S Corporation Tax Laws

S Corporation Tax Laws

The American Jobs Creation Act of 2004 has dramatic updates to the S Corporation rules. The last major modifications of the S Corporation rules were made with the Small Business Job Protection Act of 1996. This is a highlight of both tax law Acts. Please see your tax adviser for the specifics.

  • The number of S Corporation Shareholders has been increased 100. In addition members of a family are treated as one shareholder. Members of a family are defined as, “the common ancestor, lineal descendants of the common ancestor, and the spouses (or former spouses) of lineal descendants or common ancestor.”
  • The types of trusts allowed to be shareholders of S Corporations have been liberalized. So-called “electing small business trusts” can be S Corporation shareholders. These are trusts in which the beneficiaries are individuals, estates or charities which hold a contingent remainder interest in the trust and which do not hold any present interest in income or principal. The rules for determining the current beneficiaries of these trusts have been eased.
  • An IRA or Roth IRA is now allowed to be a shareholder of a bank that is an S corporation.
  • Some exempt organizations may now be S Corporation shareholders. Certain qualified pension, profit-sharing and stock bonus plans which are tax exempt under the Internal Revenue Code may now be shareholders of S Corporations.
  • Greater than 80% Rule. An S Corporation may now own 80% or more of the stock of a C Corporation. Before the 1996 Act, S shareholders could only own another corporation’s stock where such ownership was less than 80%.

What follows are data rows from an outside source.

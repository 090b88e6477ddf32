//! Summaries of recorded bot activity.
//!
//! A report is one terms aggregation over the usage index, scoped to this
//! instance and a time window, rendered either as text or as a chart card
//! on adapters that can show one.

use super::consumer::ActivityConsumer;
use super::messages::MessageCatalog;
use super::metrics::record_report;
use super::store::{StoreError, USAGE_INDEX_NAME};
use crate::config::ChartConfig;
use crate::host::{BotHost, Conversation};
use crate::models::{ActivityBucket, Attachment, FormattedOutput, Timeframe};
use chrono::{DateTime, Duration, Local, TimeZone};
use serde_json::{json, Value};
use std::sync::Arc;
use thiserror::Error;

pub const AGGREGATION_NAME: &str = "bot_activity";
const SEVEN_DAYS_MS: i64 = 1000 * 60 * 60 * 24 * 7;
/// Offset changes happen on quarter-hour boundaries and skip at most two hours.
const DST_GAP_STEP_MINUTES: i64 = 15;
const DST_GAP_STEPS: i64 = 8;

/// Failures here are for logs only and are not translated.
#[derive(Debug, Error)]
pub enum ReportError {
    #[error("Usage query failed: {0}")]
    Store(#[from] StoreError),

    #[error("Unexpected query result from Elasticsearch on host. Result: {0}")]
    UnexpectedResponse(String),
}

pub struct ReportGenerator {
    consumer: Arc<ActivityConsumer>,
    catalog: Arc<MessageCatalog>,
    chart: ChartConfig,
}

impl ReportGenerator {
    pub fn new(
        consumer: Arc<ActivityConsumer>,
        catalog: Arc<MessageCatalog>,
        chart: ChartConfig,
    ) -> Self {
        Self {
            consumer,
            catalog,
            chart,
        }
    }

    /// Build the activity report for `timeframe` (`today` or `this week`).
    ///
    /// Resolves to `None` when the report went out as a chart attachment
    /// through `host` instead of text.
    pub async fn get_usage_report(
        &self,
        host: &dyn BotHost,
        conversation: &Conversation,
        timeframe: &str,
    ) -> Result<Option<String>, ReportError> {
        let Some(client) = self.consumer.client() else {
            record_report(timeframe, "unavailable");
            return Ok(Some(self.catalog.text("usage.info.unavailable")));
        };

        let Some(frame) = Timeframe::parse(timeframe) else {
            record_report(timeframe, "unsupported");
            return Ok(Some(
                self.catalog
                    .format("usage.not.supported", &[("timeframe", timeframe)]),
            ));
        };

        let (start_time, end_time) = time_window(frame, &Local::now());
        let query = build_query(start_time, end_time, self.consumer.container_uuid());

        tracing::info!(
            index = USAGE_INDEX_NAME,
            body = %query,
            "Searching usage index for bot activity report"
        );

        let result = client.search(USAGE_INDEX_NAME, &query).await.map_err(|e| {
            record_report(frame.as_str(), "error");
            ReportError::from(e)
        })?;
        let buckets = parse_buckets(&result).inspect_err(|_| {
            record_report(frame.as_str(), "error");
        })?;

        let lines: Vec<String> = buckets
            .iter()
            .filter_map(|bucket| self.display_string(&bucket.key, bucket.doc_count))
            .collect();

        if lines.is_empty() {
            record_report(frame.as_str(), "empty");
            return Ok(Some(
                self.catalog
                    .format("usage.done.nothing", &[("timeframe", timeframe)]),
            ));
        }

        if self.charting_enabled(host) {
            let text_key = match frame {
                Timeframe::Today => "usage.summary.day.text",
                Timeframe::ThisWeek => "usage.summary.week.text",
            };
            host.emit(
                conversation,
                FormattedOutput::Attachments(vec![Attachment {
                    title: self.catalog.text("usage.bot.activity.title"),
                    text: self.catalog.text(text_key),
                    title_link: self.chart_doc_link(start_time, end_time),
                    image_url: self.chart_preview_link(start_time, end_time),
                }]),
            );
            record_report(frame.as_str(), "chart");
            return Ok(None);
        }

        let header_key = match frame {
            Timeframe::Today => "usage.summary.day",
            Timeframe::ThisWeek => "usage.summary.week",
        };
        let mut report = self.catalog.text(header_key);
        for line in lines {
            report.push('\n');
            report.push_str(&line);
        }

        record_report(frame.as_str(), "text");
        Ok(Some(report))
    }

    pub fn chart_doc_link(&self, start_time: i64, end_time: i64) -> String {
        format!(
            "{}?startTime={}&endTime={}&uuid={}",
            self.chart_base(),
            start_time,
            end_time,
            self.consumer.container_uuid()
        )
    }

    pub fn chart_preview_link(&self, start_time: i64, end_time: i64) -> String {
        format!(
            "{}/preview?startTime={}&endTime={}&uuid={}",
            self.chart_base(),
            start_time,
            end_time,
            self.consumer.container_uuid()
        )
    }

    fn chart_base(&self) -> &str {
        self.chart.base_url.trim_end_matches('/')
    }

    fn charting_enabled(&self, host: &dyn BotHost) -> bool {
        !self.chart.disabled && host.supports_charts()
    }

    /// "Performed X once" / "Performed X N times", or `None` for activity
    /// ids the catalog cannot name.
    fn display_string(&self, activity_id: &str, count: u64) -> Option<String> {
        let Some(activity) = self
            .catalog
            .translate(activity_id)
            .filter(|translated| *translated != activity_id)
        else {
            tracing::error!(
                activity_id = %activity_id,
                "Detected untranslated bot activity_id while generating bot activity report"
            );
            return None;
        };

        if count == 1 {
            Some(
                self.catalog
                    .format("usage.performed.activity.once", &[("activity", activity)]),
            )
        } else {
            let count = count.to_string();
            Some(self.catalog.format(
                "usage.performed.activity.multiple",
                &[("activity", activity), ("count", count.as_str())],
            ))
        }
    }
}

/// `[start, end]` in epoch milliseconds. Today starts at midnight in `now`'s
/// timezone; the week is the trailing seven days.
pub fn time_window<Tz: TimeZone>(timeframe: Timeframe, now: &DateTime<Tz>) -> (i64, i64) {
    let end_time = now.timestamp_millis();
    let start_time = match timeframe {
        Timeframe::Today => start_of_day(now)
            .map(|start| start.timestamp_millis())
            .unwrap_or(end_time),
        Timeframe::ThisWeek => end_time - SEVEN_DAYS_MS,
    };
    (start_time, end_time)
}

/// First valid local instant of `now`'s day. When a DST change skips
/// midnight, that is the end of the gap.
fn start_of_day<Tz: TimeZone>(now: &DateTime<Tz>) -> Option<DateTime<Tz>> {
    let midnight = now.date_naive().and_hms_opt(0, 0, 0)?;
    (0..=DST_GAP_STEPS).find_map(|step| {
        (midnight + Duration::minutes(DST_GAP_STEP_MINUTES * step))
            .and_local_timezone(now.timezone())
            .earliest()
    })
}

pub fn build_query(start_time: i64, end_time: i64, container_uuid: &str) -> Value {
    json!({
        "size": 0,
        "query": {
            "query_string": {
                "query": format!(
                    "timestamp:[{} TO {}] AND container_uuid:{}",
                    start_time, end_time, container_uuid
                ),
                "lowercase_expanded_terms": false
            }
        },
        "aggs": {
            "bot_activity": {
                "terms": {
                    "field": "activity_id",
                    "order": { "_term": "asc" }
                }
            }
        }
    })
}

fn parse_buckets(result: &Value) -> Result<Vec<ActivityBucket>, ReportError> {
    result
        .get("aggregations")
        .and_then(|aggs| aggs.get(AGGREGATION_NAME))
        .and_then(|agg| agg.get("buckets"))
        .filter(|buckets| buckets.is_array())
        .and_then(|buckets| serde_json::from_value(buckets.clone()).ok())
        .ok_or_else(|| {
            ReportError::UnexpectedResponse(
                serde_json::to_string_pretty(result).unwrap_or_else(|_| result.to_string()),
            )
        })
}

  • Estate Administration Eased. The 1996 Act expands the time that a testamentary trust may be an S Corporation shareholder from 60 days to 2 years where the transfer of the S Corporation stock is to a trust incorporated in a will.
  • Validation of Inadvertent Elections. The IRS will have the authority, for post-1982 tax years, to validate defective S Corporation elections just as it now has the authority to validate terminations; in both instances, the election or termination must have been “inadvertent.” Late S Corporation elections may also be treated by the IRS as timely and thus made in the current year rather than in the next year so long as the Service finds that there was reasonable cause for the late election. Even further relief given in the 2004 Act.

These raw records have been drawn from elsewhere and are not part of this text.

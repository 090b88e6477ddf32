//! Captures bot activity notifications and stores them as usage documents.
//!
//! Writes are detached from the notification path: a slow or unavailable
//! store only ever shows up in the logs, never to whoever emitted the
//! activity.

use super::client_provider::StoreClientProvider;
use super::metrics::record_activity_write;
use super::store::{UsageStore, USAGE_DOC_TYPE, USAGE_INDEX_NAME};
use crate::config::AuditConfig;
use crate::host::BotHost;
use crate::models::{ActivityEvent, UsageDocument};
use chrono::Utc;
use std::sync::{Arc, RwLock};
use thiserror::Error;

#[derive(Debug, Error)]
pub enum ConsumerError {
    #[error(
        "Auditing is disabled. To enable auditing, ensure HUBOT_AUDIT_ENDPOINT is defined and HUBOT_BLUEMIX_AUDIT_DISABLED is not set to true"
    )]
    AuditingDisabled,
}

pub struct ActivityConsumer {
    provider: Arc<StoreClientProvider>,
    container_uuid: String,
    audit_disabled: bool,
    /// Set once `init` succeeds.
    client: RwLock<Option<Arc<dyn UsageStore>>>,
}

impl ActivityConsumer {
    pub fn new(config: &AuditConfig, provider: Arc<StoreClientProvider>) -> Self {
        Self {
            provider,
            container_uuid: config.container_uuid.clone(),
            audit_disabled: config.disabled,
            client: RwLock::new(None),
        }
    }

    /// Identifier of the instance running this bot.
    pub fn container_uuid(&self) -> &str {
        &self.container_uuid
    }

    /// Store handle for activity searches; `None` until `init` succeeds.
    pub fn client(&self) -> Option<Arc<dyn UsageStore>> {
        self.client
            .read()
            .unwrap_or_else(|poisoned| poisoned.into_inner())
            .clone()
    }

    pub fn is_active(&self) -> bool {
        self.client().is_some()
    }

    /// Start listening for activity on `host`.
    ///
    /// Fails when auditing is switched off or no store endpoint is
    /// configured. Calling it again after success registers another handler.
    pub fn init(
        self: &Arc<Self>,
        host: Arc<dyn BotHost>,
    ) -> Result<Arc<dyn UsageStore>, ConsumerError> {
        let store = if self.audit_disabled {
            None
        } else {
            self.provider.get_client()
        };

        let Some(store) = store else {
            tracing::warn!("{}", ConsumerError::AuditingDisabled);
            return Err(ConsumerError::AuditingDisabled);
        };

        // Set before registering so the first activity already finds a client.
        *self
            .client
            .write()
            .unwrap_or_else(|poisoned| poisoned.into_inner()) = Some(store.clone());

        let consumer = Arc::clone(self);
        let weak_host = Arc::downgrade(&host);
        host.on_activity(Arc::new(move |event: ActivityEvent| {
            let Some(host) = weak_host.upgrade() else {
                return;
            };
            let consumer = consumer.clone();

            match tokio::runtime::Handle::try_current() {
                Ok(runtime) => {
                    runtime.spawn(async move {
                        consumer.create_activity_doc(host.as_ref(), &event).await;
                    });
                }
                Err(_) => tracing::error!(
                    activity_id = %event.activity_id,
                    "No async runtime available, dropping bot activity"
                ),
            }
        }));

        tracing::info!(
            container_uuid = %self.container_uuid,
            "Bot activity auditing enabled"
        );
        Ok(store)
    }

    /// Gate run before each incoming chat message: initializes on first use
    /// and lets the message through either way.
    pub fn ensure_initialized(self: &Arc<Self>, host: Arc<dyn BotHost>) -> bool {
        if self.is_active() {
            return true;
        }

        match self.init(host) {
            Ok(_) => true,
            Err(e) => {
                tracing::debug!(error = %e, "Continuing without bot activity auditing");
                false
            }
        }
    }

    /// Persist one activity. Failures are logged and swallowed.
    pub async fn create_activity_doc(&self, host: &dyn BotHost, event: &ActivityEvent) {
        let Some(client) = self.client() else {
            return;
        };

        let document = UsageDocument::from_event(
            event,
            &self.container_uuid,
            host.adapter_name(),
            Utc::now().timestamp_millis(),
        );

        match client
            .index(USAGE_INDEX_NAME, USAGE_DOC_TYPE, &document)
            .await
        {
            Ok(result) if result.is_created() => {
                tracing::debug!(
                    activity_id = %document.activity_id,
                    id = ?result.id,
                    "Stored usage doc"
                );
                record_activity_write(&document.activity_id, "created");
            }
            Ok(result) => {
                tracing::error!(
                    activity_id = %document.activity_id,
                    result = ?result,
                    "Unexpected response while inserting usage doc into Elasticsearch"
                );
                record_activity_write(&document.activity_id, "unexpected");
            }
            Err(e) => {
                tracing::error!(
                    activity_id = %document.activity_id,
                    error = %e,
                    "Error inserting usage doc into Elasticsearch"
                );
                record_activity_write(&document.activity_id, "failed");
            }
        }
    }
}
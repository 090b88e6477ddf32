//! Owns the lazily built store client.
//!
//! The handle is created on first use from the configured endpoint and kept
//! until [`StoreClientProvider::clear_client`] drops it. Without an endpoint
//! every lookup warns and yields `None`.

use super::store::{ElasticsearchStore, UsageStore};
use std::sync::{Arc, RwLock};

pub struct StoreClientProvider {
    endpoint: Option<String>,
    client: RwLock<Option<Arc<dyn UsageStore>>>,
}

impl StoreClientProvider {
    pub fn new(endpoint: Option<String>) -> Self {
        Self {
            endpoint,
            client: RwLock::new(None),
        }
    }

    /// Provider whose memo is already filled with `store`.
    pub fn with_store(endpoint: Option<String>, store: Arc<dyn UsageStore>) -> Self {
        Self {
            endpoint,
            client: RwLock::new(Some(store)),
        }
    }

    pub fn endpoint(&self) -> Option<&str> {
        self.endpoint.as_deref()
    }

    pub fn get_client(&self) -> Option<Arc<dyn UsageStore>> {
        if let Some(client) = self
            .client
            .read()
            .unwrap_or_else(|poisoned| poisoned.into_inner())
            .as_ref()
        {
            return Some(client.clone());
        }

        let Some(endpoint) = self.endpoint.as_deref() else {
            tracing::warn!(
                "Unable to capture usage information because HUBOT_AUDIT_ENDPOINT environment variable is not set."
            );
            return None;
        };

        let mut slot = self
            .client
            .write()
            .unwrap_or_else(|poisoned| poisoned.into_inner());

        // Another caller may have built it while we waited for the write lock.
        if let Some(client) = slot.as_ref() {
            return Some(client.clone());
        }

        match ElasticsearchStore::new(endpoint) {
            Ok(store) => {
                tracing::info!(endpoint = %endpoint, "Created Elasticsearch client for usage tracking");
                let client: Arc<dyn UsageStore> = Arc::new(store);
                *slot = Some(client.clone());
                Some(client)
            }
            Err(e) => {
                tracing::error!(endpoint = %endpoint, error = %e, "Failed to create Elasticsearch client");
                None
            }
        }
    }

    pub fn clear_client(&self) {
        *self
            .client
            .write()
            .unwrap_or_else(|poisoned| poisoned.into_inner()) = None;
    }
}
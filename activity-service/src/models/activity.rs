use serde::{Deserialize, Serialize};
use validator::Validate;

/// Notification that some tracked bot action happened.
#[derive(Debug, Clone, Serialize, Deserialize, Validate, PartialEq)]
pub struct ActivityEvent {
    #[validate(length(min = 1, message = "activity_id cannot be empty"))]
    pub activity_id: String,
    #[serde(default, skip_serializing_if = "Option::is_none")]
    pub app_name: Option<String>,
    #[serde(default, skip_serializing_if = "Option::is_none")]
    pub app_guid: Option<String>,
    #[serde(default, skip_serializing_if = "Option::is_none")]
    pub space_guid: Option<String>,
    #[serde(default, skip_serializing_if = "Option::is_none")]
    pub space_name: Option<String>,
    #[serde(default, skip_serializing_if = "Option::is_none")]
    pub event_type: Option<String>,
}

impl ActivityEvent {
    pub fn new(activity_id: impl Into<String>) -> Self {
        Self {
            activity_id: activity_id.into(),
            app_name: None,
            app_guid: None,
            space_guid: None,
            space_name: None,
            event_type: None,
        }
    }
}

/// One persisted activity record. Never updated once written.
#[derive(Debug, Clone, Serialize, Deserialize, PartialEq)]
pub struct UsageDocument {
    pub container_uuid: String,
    /// Epoch milliseconds at write time.
    pub timestamp: i64,
    pub activity_id: String,
    #[serde(default, skip_serializing_if = "Option::is_none")]
    pub adapter_name: Option<String>,
    #[serde(default, skip_serializing_if = "Option::is_none")]
    pub app_name: Option<String>,
    #[serde(default, skip_serializing_if = "Option::is_none")]
    pub app_guid: Option<String>,
    #[serde(default, skip_serializing_if = "Option::is_none")]
    pub space_guid: Option<String>,
    #[serde(default, skip_serializing_if = "Option::is_none")]
    pub space_name: Option<String>,
    #[serde(default, skip_serializing_if = "Option::is_none")]
    pub event_type: Option<String>,
}

impl UsageDocument {
    /// Builds the document for `event`. Empty optional attributes are dropped
    /// the same way missing ones are.
    pub fn from_event(
        event: &ActivityEvent,
        container_uuid: &str,
        adapter_name: Option<&str>,
        timestamp: i64,
    ) -> Self {
        Self {
            container_uuid: container_uuid.to_string(),
            timestamp,
            activity_id: event.activity_id.clone(),
            adapter_name: adapter_name
                .filter(|a| !a.is_empty())
                .map(|a| a.to_lowercase()),
            app_name: present(&event.app_name),
            app_guid: present(&event.app_guid),
            space_guid: present(&event.space_guid),
            space_name: present(&event.space_name),
            event_type: present(&event.event_type),
        }
    }
}

fn present(value: &Option<String>) -> Option<String> {
    value.as_ref().filter(|v| !v.is_empty()).cloned()
}

#[derive(Debug, Clone, Copy, PartialEq, Eq)]
pub enum Timeframe {
    Today,
    ThisWeek,
}

impl Timeframe {
    /// Accepts any phrasing containing `today` or `week`.
    pub fn parse(raw: &str) -> Option<Self> {
        if raw.contains("today") {
            Some(Timeframe::Today)
        } else if raw.contains("week") {
            Some(Timeframe::ThisWeek)
        } else {
            None
        }
    }

    pub fn as_str(&self) -> &'static str {
        match self {
            Timeframe::Today => "today",
            Timeframe::ThisWeek => "this week",
        }
    }
}

impl std::fmt::Display for Timeframe {
    fn fmt(&self, f: &mut std::fmt::Formatter<'_>) -> std::fmt::Result {
        f.write_str(self.as_str())
    }
}

/// Count of documents sharing one `activity_id` inside the report window.
#[derive(Debug, Clone, Serialize, Deserialize, PartialEq)]
pub struct ActivityBucket {
    pub key: String,
    pub doc_count: u64,
}
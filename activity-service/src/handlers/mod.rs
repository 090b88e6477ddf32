//! HTTP handlers for activity-service.
//!
//! The activity and message endpoints play the part of the chat framework:
//! they feed notifications and chat text into the plugin and return what it
//! emits.

pub mod activity;
pub mod health;
pub mod messages;

pub use activity::publish_activity;
pub use health::{health_check, metrics_endpoint, readiness_check};
pub use messages::receive_message;
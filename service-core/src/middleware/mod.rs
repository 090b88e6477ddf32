pub mod metrics;
pub mod tracing;

pub use self::metrics::metrics_middleware;
pub use self::tracing::{REQUEST_ID_HEADER, request_id_middleware};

  • Affected Shareholders. Should any shareholder terminate his interest in the S Corporation, that shareholder and not all shareholders will be impacted. “Affected shareholders” includes any shareholder whose interest has ended or successor shareholders who have received the affected shares.
  • Distributions by S Corporations during loss years are treated the same as are distributions from partnerships during loss years. A suspended loss or deduction can be transferred with the stock to the shareholder’s spouse or to a divorced spouse.
  • S Corporations may be eligible now for capital gains treatment with respect to subdivided real estate. A capital gain presumption is accorded S Corporations as it is accorded to individuals with respect to the sale of real estate from a subdivided single tract of land. Check with your adviser as to the details.
  • Reelection of S Corporation Status. Pre-January 1, 1997 terminations of S Corporation status will be ignored by the Service. This means that any termination within the 5-year period before the date of the Act may now reelect S Corporation status without the consent of the IRS.
  • An S Corporation that maintains an employee stock ownership plan can now use distributions to repay certain loans.